In 2009, Northern Freegold also employed Italian geologist Fabrizio Colombo as exploration manager for the Freegold Mountain program.
“Paolo is a geophysicist who worked with Fabrizio,” said project manager Debbie James. But instead of just working with geophysical maps, Constantini worked with the actual rocks. “He worked with the geology and geophysics and made the two mesh, a lot more,” said James.
In 2007, Northern Freegold employed a Russian-trained geologist and in 2006, a geologist from the Philippines.
“As the Yukon mining industry has gotten bigger, the companies have brought in more people from other countries in the ‘battle for talent’,” James observed.

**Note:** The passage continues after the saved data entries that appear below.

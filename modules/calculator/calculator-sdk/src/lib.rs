//! Calculator SDK
//!
//! This crate provides everything needed to consume the calculator engine:
//! - API trait (`CalculatorClient`)
//! - Error types (`CalculatorError`)
//! - Operation model (`Operation`, `UnaryOp`, `BinaryOp`) and result type
//! - Canonical example rows and field labels for presentation layers
//!
//! ## Usage
//!
//! ```ignore
//! use calculator_sdk::{CalculatorClient, Operation};
//!
//! let client: Arc<dyn CalculatorClient> = calculator::wire_client();
//! let sum = client.dispatch(Operation::Add, 5.0, 3.0).await?;
//! ```

#![forbid(unsafe_code)]
#![deny(rust_2018_idioms)]

mod api;
pub mod models;

pub use api::{CalculatorClient, CalculatorError};
pub use models::{
    BinaryOp, CalculationResult, EXAMPLES, Example, FIRST_OPERAND_LABEL, OPERATION_LABEL,
    Operation, OperationShape, SECOND_OPERAND_LABEL, UnaryOp, parse_operand,
};
//! Subcommand implementations.

use std::process::ExitCode;

use calculator_sdk::{
    CalculationResult, CalculatorClient, CalculatorError, EXAMPLES, FIRST_OPERAND_LABEL,
    OPERATION_LABEL, Operation, SECOND_OPERAND_LABEL, parse_operand,
};
use clap::Args;
use colored::Colorize;
use serde_json::json;

use crate::render::{Rendered, Renderer};

#[derive(Args, Debug)]
pub struct EvalArgs {
    #[arg(value_name = "OPERATION", help = OPERATION_LABEL)]
    pub operation: String,

    #[arg(value_name = "FIRST", help = FIRST_OPERAND_LABEL, allow_negative_numbers = true)]
    pub first: Option<String>,

    #[arg(value_name = "SECOND", help = SECOND_OPERAND_LABEL, allow_negative_numbers = true)]
    pub second: Option<String>,
}

impl EvalArgs {
    pub async fn run(&self, client: &dyn CalculatorClient, renderer: &Renderer) -> ExitCode {
        let outcome = self.evaluate(client).await;
        emit(&renderer.render(outcome))
    }

    /// Read the operand fields and hand them to the engine.
    ///
    /// The operation name is checked before any operand is read. Missing
    /// fields default to 0. The second field is not read at all for
    /// operations that hide it.
    async fn evaluate(&self, client: &dyn CalculatorClient) -> Result<f64, CalculatorError> {
        let op = self.operation.parse::<Operation>()?;
        let first = parse_operand(self.first.as_deref().unwrap_or_default())?;

        let second = if op.takes_second_operand() {
            parse_operand(self.second.as_deref().unwrap_or_default())?
        } else {
            if let Some(ignored) = &self.second {
                tracing::debug!(operation = %op, ignored = %ignored, "second operand ignored");
            }
            0.0
        };

        client.dispatch(op, first, second).await
    }
}

fn emit(rendered: &Rendered) -> ExitCode {
    if rendered.alert {
        eprintln!("{}", rendered.text.red().bold());
        ExitCode::FAILURE
    } else {
        println!("{}", rendered.text);
        ExitCode::SUCCESS
    }
}

/// Evaluate every example row.
///
/// # Errors
/// Returns an error if JSON output cannot be serialized.
pub async fn examples(
    client: &dyn CalculatorClient,
    renderer: &Renderer,
) -> anyhow::Result<ExitCode> {
    let mut rows = Vec::with_capacity(EXAMPLES.len());
    for example in &EXAMPLES {
        let outcome = client
            .dispatch(example.operation, example.first, example.second)
            .await;
        rows.push((example, outcome));
    }

    if renderer.json() {
        let rows: Vec<_> = rows
            .into_iter()
            .map(|(example, outcome)| {
                json!({
                    "operation": example.operation,
                    "first": example.first,
                    "second": example.second,
                    "result": CalculationResult::from(outcome),
                })
            })
            .collect();
        println!("{}", serde_json::to_string_pretty(&rows)?);
        return Ok(ExitCode::SUCCESS);
    }

    println!(
        "{}",
        format!("{OPERATION_LABEL:<10} {:>8} {:>8}  Result", "First", "Second").bold()
    );
    for (example, outcome) in rows {
        let second = if example.operation.takes_second_operand() {
            renderer.format_value(example.second)
        } else {
            "-".to_owned()
        };
        let result = renderer.render(outcome).text;
        println!(
            "{:<10} {:>8} {second:>8}  {result}",
            example.operation.name(),
            renderer.format_value(example.first),
        );
    }
    Ok(ExitCode::SUCCESS)
}

/// Print each operation and which operand fields it shows.
pub fn operations(json: bool) {
    if json {
        let ops: Vec<_> = Operation::ALL
            .into_iter()
            .map(|op| {
                json!({
                    "operation": op,
                    "takes_second_operand": op.takes_second_operand(),
                    "default": op == Operation::default(),
                })
            })
            .collect();
        println!("{}", json!(ops));
        return;
    }

    for op in Operation::ALL {
        let fields = if op.takes_second_operand() {
            format!("{FIRST_OPERAND_LABEL}, {SECOND_OPERAND_LABEL}")
        } else {
            FIRST_OPERAND_LABEL.to_owned()
        };
        let marker = if op == Operation::default() { " (default)" } else { "" };
        println!("{:<10} {fields}{marker}", op.name());
    }
}
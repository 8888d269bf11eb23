//! Calculator CLI
//!
//! Terminal front end for the calculator engine: pick an operation, enter up
//! to two numbers, get a result.
//!
//! # Usage
//!
//! ```bash
//! calculator eval Add 5 3          # 8
//! calculator eval Square 4         # 16
//! calculator eval Divide 5 0       # alert on stderr, exit status 1
//! calculator --json examples
//! calculator --config calculator.yaml check
//! ```

// CLI tools are expected to print to stdout/stderr
#![allow(clippy::print_stdout, clippy::print_stderr)]

mod commands;
mod config;
mod logging;
mod render;

use std::path::PathBuf;
use std::process::ExitCode;

use clap::{Parser, Subcommand};

use crate::config::AppConfig;
use crate::render::Renderer;

/// Simple calculator
///
/// Choose an operation and enter numbers to calculate.
#[derive(Parser)]
#[command(name = "calculator")]
#[command(version, about, long_about = None)]
#[command(propagate_version = true)]
struct Cli {
    /// Path to configuration file (YAML)
    #[arg(short, long, global = true)]
    config: Option<PathBuf>,

    /// Log verbosity level (-v info, -vv debug, -vvv trace)
    #[arg(short, long, global = true, action = clap::ArgAction::Count)]
    verbose: u8,

    /// Output results as JSON
    #[arg(long, global = true)]
    json: bool,

    #[command(subcommand)]
    command: Commands,
}

#[derive(Subcommand)]
enum Commands {
    /// Evaluate one operation
    Eval(commands::EvalArgs),
    /// Evaluate the built-in example rows
    Examples,
    /// List operations and the operands each one uses
    Operations,
    /// Validate configuration and print it
    Check,
}

#[tokio::main(flavor = "current_thread")]
async fn main() -> anyhow::Result<ExitCode> {
    let cli = Cli::parse();

    let config = AppConfig::load(cli.config.as_deref())?;
    logging::init_logging(&config.logging, cli.verbose)?;
    tracing::debug!(
        division_by_zero = ?config.calculator.division_by_zero,
        precision = ?config.calculator.precision,
        "configuration loaded"
    );

    let client = calculator::wire_client();
    let renderer = Renderer::new(&config.calculator, cli.json);

    match cli.command {
        Commands::Eval(args) => Ok(args.run(client.as_ref(), &renderer).await),
        Commands::Examples => commands::examples(client.as_ref(), &renderer).await,
        Commands::Operations => {
            commands::operations(cli.json);
            Ok(ExitCode::SUCCESS)
        }
        Commands::Check => {
            println!("Configuration is valid");
            println!("{}", config.to_yaml()?);
            Ok(ExitCode::SUCCESS)
        }
    }
}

In mid-September, the junior reported initial results for its 2010 exploration program at Freegold Mountain. Phase 1 of the program included 11 diamond and 5 reverse circulation step-out drill holes in the Nucleus zone, 40 RC holes in the Revenue zone, and a 60 line-kilometer Titan Deep IP survey.
Significant results were intersected in step-out holes from historical hole DD 91-1, which returned 80 meters of 0.87 grams per metric ton gold and 3,243 parts per million copper (1.74 g/t gold equivalent). This hole was re-logged and re-assayed to include silver, molybdenum and tungsten in 2010 and returned 89 meters of 0.73 g/t gold, 9.96 g/t silver, 3,062 ppm copper (1.72 g/t gold equivalent). This interval also ran 179.3 ppm molybdenum and 326.9 ppm tungsten. Also of note is a sample collected from RC 10-20, which returned values of 48 g/t gold, 9.90 g/t silver and 2,660 parts per million copper.
The 2010 program, designed to test the broader mineralized system in the Revenue zone, was successful in identifying significant gold, silver, copper system which may lead to additional resources at Freegold Mountain, and a significant mineralized 800 meters by150 meters x 150 meters zone identified in Discovery Target
“We believe the Revenue zone has great potential for us to add resources to the Freegold Project,” said Northern Freegold Chairman and COO Bill Harris. “We have seen indications of significant mineralization in RC drilling at Revenue this season, so we are excited to be able to get a diamond drill rig into the area to help us test the potential of this large-scale porphyry system. The Titan Survey combined with the reconnaissance RC and diamond drilling will help develop an overall picture of the large-scale mineralized system to depth.”